BEGIN
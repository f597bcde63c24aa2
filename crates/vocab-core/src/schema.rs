//! Declarative description of a vocabulary.
//!
//! A vocabulary is nothing but static tables of [`TypeSchema`] values. The
//! codec interprets them uniformly, so adding a type means adding a table
//! entry, never code.

use std::fmt;

use crate::literal::LiteralKind;

/// A structural contract a concrete type may satisfy.
#[derive(Debug, Clone, Copy, PartialEq, Eq, Hash)]
pub enum Capability {
    Object,
    Link,
}

impl fmt::Display for Capability {
    fn fmt(&self, f: &mut fmt::Formatter<'_>) -> fmt::Result {
        match self {
            Capability::Object => f.write_str("Object"),
            Capability::Link => f.write_str("Link"),
        }
    }
}

/// One alternative shape a property value may take.
#[derive(Debug, Clone, Copy, PartialEq, Eq, Hash)]
pub enum Candidate {
    /// An inlined entity of any registered Object-capable type.
    Object,
    /// An inlined entity of any registered Link-capable type.
    Link,
    Literal(LiteralKind),
}

impl Candidate {
    pub fn capability(&self) -> Option<Capability> {
        match self {
            Candidate::Object => Some(Capability::Object),
            Candidate::Link => Some(Capability::Link),
            Candidate::Literal(_) => None,
        }
    }
}

#[derive(Debug, Clone, Copy, PartialEq, Eq, Hash)]
pub struct PropertySchema {
    pub name: &'static str,
    /// Holds at most one value when set.
    pub functional: bool,
    /// Alternatives in the order they are tried.
    pub candidates: &'static [Candidate],
    /// Whether a `<name>Map` companion key is recognised.
    pub language_map: bool,
}

impl PropertySchema {
    pub const fn functional(name: &'static str, candidates: &'static [Candidate]) -> Self {
        Self {
            name,
            functional: true,
            candidates,
            language_map: false,
        }
    }

    pub const fn non_functional(name: &'static str, candidates: &'static [Candidate]) -> Self {
        Self {
            name,
            functional: false,
            candidates,
            language_map: false,
        }
    }

    pub const fn with_language_map(mut self) -> Self {
        self.language_map = true;
        self
    }

    pub fn accepts(&self, candidate: Candidate) -> bool {
        self.candidates.contains(&candidate)
    }

    pub fn literal_kinds(&self) -> impl Iterator<Item = LiteralKind> + '_ {
        self.candidates.iter().filter_map(|c| match c {
            Candidate::Literal(kind) => Some(*kind),
            _ => None,
        })
    }

    /// The companion key of the natural language map, if any.
    pub fn map_key(&self) -> Option<String> {
        self.language_map.then(|| format!("{}Map", self.name))
    }
}

/// A concrete vocabulary type.
#[derive(Debug, PartialEq, Eq, Hash)]
pub struct TypeSchema {
    /// Canonical name, as it appears in `type`.
    pub name: &'static str,
    /// Base of the expanded type IRI, e.g. `https://www.w3.org/ns/activitystreams`.
    pub vocabulary: &'static str,
    pub capability: Capability,
    pub extends: Option<&'static TypeSchema>,
    /// Inherited properties this type and its descendants do not carry.
    pub without: &'static [&'static str],
    /// Properties introduced by this type; inherited ones live on the parent.
    pub properties: &'static [PropertySchema],
}

impl TypeSchema {
    /// `<vocabulary>#<name>`
    pub fn iri(&self) -> String {
        format!("{}#{}", self.vocabulary, self.name)
    }

    /// Whether a type tag names this type, either bare or as an expanded IRI.
    pub fn matches_tag(&self, tag: &str) -> bool {
        if tag == self.name {
            return true;
        }

        tag.strip_prefix(self.vocabulary)
            .and_then(|rest| rest.strip_prefix('#'))
            .is_some_and(|rest| rest == self.name)
    }

    /// Every property, ancestors first. This is the serialization order.
    pub fn all_properties(&self) -> Vec<&'static PropertySchema> {
        let mut chain = Vec::new();
        let mut dropped: Vec<&str> = Vec::new();
        let mut current = Some(self);
        while let Some(schema) = current {
            let kept: Vec<_> = schema
                .properties
                .iter()
                .filter(|p| !dropped.contains(&p.name))
                .collect();
            chain.push(kept);
            dropped.extend(schema.without);
            current = schema.extends;
        }

        chain.into_iter().rev().flatten().collect()
    }

    /// Looks a property up by name through the inheritance chain.
    pub fn property(&self, name: &str) -> Option<&'static PropertySchema> {
        let mut current = Some(self);
        while let Some(schema) = current {
            if let Some(found) = schema.properties.iter().find(|p| p.name == name) {
                return Some(found);
            }
            if schema.without.contains(&name) {
                return None;
            }
            current = schema.extends;
        }
        None
    }

    /// Resolves `<name>Map` to the property owning that language map.
    pub fn language_map_property(&self, key: &str) -> Option<&'static PropertySchema> {
        let base = key.strip_suffix("Map")?;
        self.property(base).filter(|p| p.language_map)
    }

    /// Whether this type is `ancestor` or inherits from it.
    pub fn is_a(&self, ancestor: &TypeSchema) -> bool {
        let mut current = Some(self);
        while let Some(schema) = current {
            if std::ptr::eq(schema, ancestor) {
                return true;
            }
            current = schema.extends;
        }
        false
    }
}

impl fmt::Display for TypeSchema {
    fn fmt(&self, f: &mut fmt::Formatter<'_>) -> fmt::Result {
        f.write_str(self.name)
    }
}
END
Every entry in the data should be returned exactly.

repository f597bcde63c24aa2
filename crates/vocab-core/src/schema.rs
//! Declarative description of a vocabulary.
//!
//! A vocabulary is nothing but static tables of [`TypeSchema`] values. The
//! codec interprets them uniformly, so adding a type means adding a table
//! entry, never code.

use std::fmt;

use crate::literal::LiteralKind;

/// A structural contract a concrete type may satisfy.
#[derive(Debug, Clone, Copy, PartialEq, Eq, Hash)]
pub enum Capability {
    Object,
    Link,
}

impl fmt::Display for Capability {
    fn fmt(&self, f: &mut fmt::Formatter<'_>) -> fmt::Result {
        match self {
            Capability::Object => f.write_str("Object"),
            Capability::Link => f.write_str("Link"),
        }
    }
}

/// One alternative shape a property value may take.
#[derive(Debug, Clone, Copy, PartialEq, Eq, Hash)]
pub enum Candidate {
    /// An inlined entity of any registered Object-capable type.
    Object,
    /// An inlined entity of any registered Link-capable type.
    Link,
    Literal(LiteralKind),
}

impl Candidate {
    pub fn capability(&self) -> Option<Capability> {
        match self {
            Candidate::Object => Some(Capability::Object),
            Candidate::Link => Some(Capability::Link),
            Candidate::Literal(_) => None,
        }
    }
}

#[derive(Debug, Clone, Copy, PartialEq, Eq, Hash)]
pub struct PropertySchema {
    pub name: &'static str,
    /// Holds at most one value when set.
    pub functional: bool,
    /// Alternatives in the order they are tried.
    pub candidates: &'static [Candidate],
    /// Whether a `<name>Map` companion key is recognised.
    pub language_map: bool,
}

impl PropertySchema {
    pub const fn functional(name: &'static str, candidates: &'static [Candidate]) -> Self {
        Self {
            name,
            functional: true,
            candidates,
            language_map: false,
        }
    }

    pub const fn non_functional(name: &'static str, candidates: &'static [Candidate]) -> Self {
        Self {
            name,
            functional: false,
            candidates,
            language_map: false,
        }
    }

    pub const fn with_language_map(mut self) -> Self {
        self.language_map = true;
        self
    }

    pub fn accepts(&self, candidate: Candidate) -> bool {
        self.candidates.contains(&candidate)
    }

    pub fn literal_kinds(&self) -> impl Iterator<Item = LiteralKind> + '_ {
        self.candidates.iter().filter_map(|c| match c {
            Candidate::Literal(kind) => Some(*kind),
            _ => None,
        })
    }

    /// The companion key of the natural language map, if any.
    pub fn map_key(&self) -> Option<String> {
        self.language_map.then(|| format!("{}Map", self.name))
    }
}

/// A concrete vocabulary type.
#[derive(Debug, PartialEq, Eq, Hash)]
pub struct TypeSchema {
    /// Canonical name, as it appears in `type`.
    pub name: &'static str,
    /// Base of the expanded type IRI, e.g. `https://www.w3.org/ns/activitystreams`.
    pub vocabulary: &'static str,
    pub capability: Capability,
    pub extends: Option<&'static TypeSchema>,
    /// Inherited properties this type and its descendants do not carry.
    pub without: &'static [&'static str],
    /// Properties introduced by this type; inherited ones live on the parent.
    pub properties: &'static [PropertySchema],
}

impl TypeSchema {
    /// `<vocabulary>#<name>`
    pub fn iri(&self) -> String {
        format!("{}#{}", self.vocabulary, self.name)
    }

    /// Whether a type tag names this type, either bare or as an expanded IRI.
    pub fn matches_tag(&self, tag: &str) -> bool {
        if tag == self.name {
            return true;
        }

        tag.strip_prefix(self.vocabulary)
            .and_then(|rest| rest.strip_prefix('#'))
            .is_some_and(|rest| rest == self.name)
    }

    /// Every property, ancestors first. This is the serialization order.
    pub fn all_properties(&self) -> Vec<&'static PropertySchema> {
        let mut chain = Vec::new();
        let mut dropped: Vec<&str> = Vec::new();
        let mut current = Some(self);
        while let Some(schema) = current {
            let kept: Vec<_> = schema
                .properties
                .iter()
                .filter(|p| !dropped.contains(&p.name))
                .collect();
            chain.push(kept);
            dropped.extend(schema.without);
            current = schema.extends;
        }

        chain.into_iter().rev().flatten().collect()
    }

    /// Looks a property up by name through the inheritance chain.
    pub fn property(&self, name: &str) -> Option<&'static PropertySchema> {
        let mut current = Some(self);
        while let Some(schema) = current {
            if let Some(found) = schema.properties.iter().find(|p| p.name == name) {
                return Some(found);
            }
            if schema.without.contains(&name) {
                return None;
            }
            current = schema.extends;
        }
        None
    }

    /// Resolves `<name>Map` to the property owning that language map.
    pub fn language_map_property(&self, key: &str) -> Option<&'static PropertySchema> {
        let base = key.strip_suffix("Map")?;
        self.property(base).filter(|p| p.language_map)
    }

    /// Whether this type is `ancestor` or inherits from it.
    pub fn is_a(&self, ancestor: &TypeSchema) -> bool {
        let mut current = Some(self);
        while let Some(schema) = current {
            if std::ptr::eq(schema, ancestor) {
                return true;
            }
            current = schema.extends;
        }
        false
    }
}

impl fmt::Display for TypeSchema {
    fn fmt(&self, f: &mut fmt::Formatter<'_>) -> fmt::Result {
        f.write_str(self.name)
    }
}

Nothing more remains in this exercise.